Bis zu seinem 100. Geburtstag war Carl Jacob Burckhardt eine vielbewunderte Lichtgestalt in der Schweiz und in Deutschland gewesen. Seine im Jahre 1960 publizierten Erinnerungen an seine Tätigkeit als Völkerbund-Hochkommissar in der Freien Stadt Danzig von 1937 bis 1939 unter dem Titel Meine Danziger Mission waren zu vielzitierten Geschichtsquellen geworden. Im Jahre 1954 hatte er den Friedenspreis des Deutschen Buchhandels erhalten (Festredner war Bundespräsident Theodor Heuss).
1985 hatte Dönhoff Stauffer brieflich versichert, das Schriftstück 1971, also mit über dreißigjähriger „Verspätung“, zu Gesicht bekommen zu haben. Burckhardt habe den Brief 1938 zwar geschrieben, aus Furcht vor der Gestapo-Zensur aber zurückbehalten. Erst im Zusammenhang mit der Verleihung des Friedenspreises des Deutschen Buchhandels an Dönhoff (1971) habe er ihr das Dokument „zur Verfügung gestellt“. Ferner hatte sie angegeben, bereits zu Burckhardts Danziger Zeit (1937–39) auch mit Claus Graf Schenk von Stauffenberg „widerständigen“ Kontakt unterhalten zu haben.
Stauffer legt in seinem Buch (1998) dar, dass sich in der umfangreichen Literatur zum Attentat vom 20. Juli 1944 keinerlei Hinweise auf Kontakte zwischen Dönhoff und Graf Stauffenberg fänden und dass die konspirativen Aktivitäten des Hitler-Attentäters Claus von Stauffenberg erwiesenermaßen erst 1943 einsetzten.
Obwohl sie selbst den Hergang seinerzeit so dargestellt hatte, behauptete Dönhoff später, das sei eine Erfindung des „Fälschers“ Stauffer. Später hatte sie dann noch in einer anderen Version angegeben, Burckhardts Schreiben 1969 in einer Festschrift zum ersten Mal gelesen zu haben.
Gemäß der Darstellung in Alice Schwarzers interviewbasierter Dönhoff-Biographie Ein widerständiges Leben (1996) ist ihr Burckhardts Brief „auf Umwegen“ im Winter 1938 doch zugekommen. Dem Wunsch des Absenders entsprechend, habe sie das Original nach der Lektüre als Vorsichtsmaßnahme sogleich vernichtet. Ein anderer (namentlich nicht genannter) Schweizer Diplomat – nach Stauffer ein „Erzeugnis Dönhoffscher Erfindungsgabe“ – habe im Auftrag Burckhardts eine Kopie des Schriftstücks aufbewahrt, so dass der Inhalt des angeblich 1938 vernichteten Briefes doch ins Jahr 1971 gerettet werden konnte.[1]

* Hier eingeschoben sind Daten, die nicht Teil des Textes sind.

// SPDX-License-Identifier: AGPL-3.0-or-later
// Copyright (C) 2026 Vallés Puig, Ramon

//! Sub-solar and sub-lunar points.
//!
//! The sub-solar point is where the Sun stands at the zenith: its latitude is
//! the solar declination and its longitude follows from apparent solar time
//! at Greenwich, `h + EoT/60` hours.
//!
//! The sub-lunar point uses sidereal time instead: the Moon is overhead at
//! the east longitude where its local hour angle vanishes,
//! `λ = α_moon − GMST`.

use chrono::{DateTime, Timelike, Utc};

use super::geo::GeographicPoint;
use super::julian_date_ext::to_julian_date;
use super::lunar::{ecliptic_position, ecliptic_to_equatorial, LunarElements};
use super::solar::{mean_obliquity, SolarElements};

/// Fractional hours since midnight UTC, in `[0, 24)`.
#[inline]
pub fn utc_hour_of_day(instant: DateTime<Utc>) -> f64 {
    let seconds = f64::from(instant.num_seconds_from_midnight())
        + f64::from(instant.nanosecond().min(999_999_999)) / 1e9;
    seconds / 3_600.0
}

/// The point on Earth with the Sun at its zenith.
///
/// `lat` is exactly [`solar_declination`](crate::solar_declination); the
/// longitude is `−15° · (h − 12 + EoT/60)`, i.e. minus the Greenwich hour
/// angle of the true Sun.
pub fn sub_solar_point(instant: DateTime<Utc>) -> GeographicPoint {
    let sun = SolarElements::at_instant(instant);
    let eot_minutes = sun.equation_of_time().value();

    // 15°/h of rotation; 0.25° of longitude per minute of time.
    let lng = -(utc_hour_of_day(instant) - 12.0) * 15.0 - eot_minutes * 0.25;

    GeographicPoint::new(sun.declination().value(), lng)
}

/// The point on Earth with the Moon at its zenith (geocentric, no parallax).
pub fn sub_lunar_point(instant: DateTime<Utc>) -> GeographicPoint {
    let jd = to_julian_date(instant);
    let t = jd.julian_centuries();

    let moon = ecliptic_to_equatorial(ecliptic_position(&LunarElements::at(t)), mean_obliquity(t));
    let gmst = jd.greenwich_mean_sidereal_time();

    GeographicPoint::new(
        moon.declination.value(),
        moon.right_ascension.value() - gmst.value(),
    )
}

/// Antipode of `point`: the centre of the night hemisphere when `point` is
/// the sub-solar point.
#[inline]
pub fn antipode(point: GeographicPoint) -> GeographicPoint {
    point.antipode()
}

Stauffer warf Dönhoff daraufhin vor, ebenso wie Burckhardt an ihrer eigenen Selbststilisierung und Selbstglorifikation gearbeitet zu haben (Dönhoff: „Nicht die Fakten sind entscheidend, sondern die Vorstellung, die sich die Menschen von den Fakten machen.“)
Auch Fritz J. Raddatz, der bis 1985 Feuilletonchef der Zeit war, warf seiner langjährigen Chefin vor, sie habe ebenso „emsig wie leise am Schleier der Selbstmythisierung“ gewoben. Von Alice Schwarzer über Altkanzler Helmut Schmidt bis Rudolf Augstein hätten viele der Selbstverklärung der Zeit-Herausgeberin Schützenhilfe geleistet und sie ohne konkrete Belege dem „Umkreis des antifaschistischen Widerstands“ zugeordnet.[2] Theo Sommer, früherer Chefredakteur und auch Mitherausgeber der Zeit, erklärte daraufhin, es sei „vollends unanständig“ von Raddatz, Dönhoff zu unterstellen, sie „habe sich zu Unrecht als Widerstandskämpferin aufgeführt“.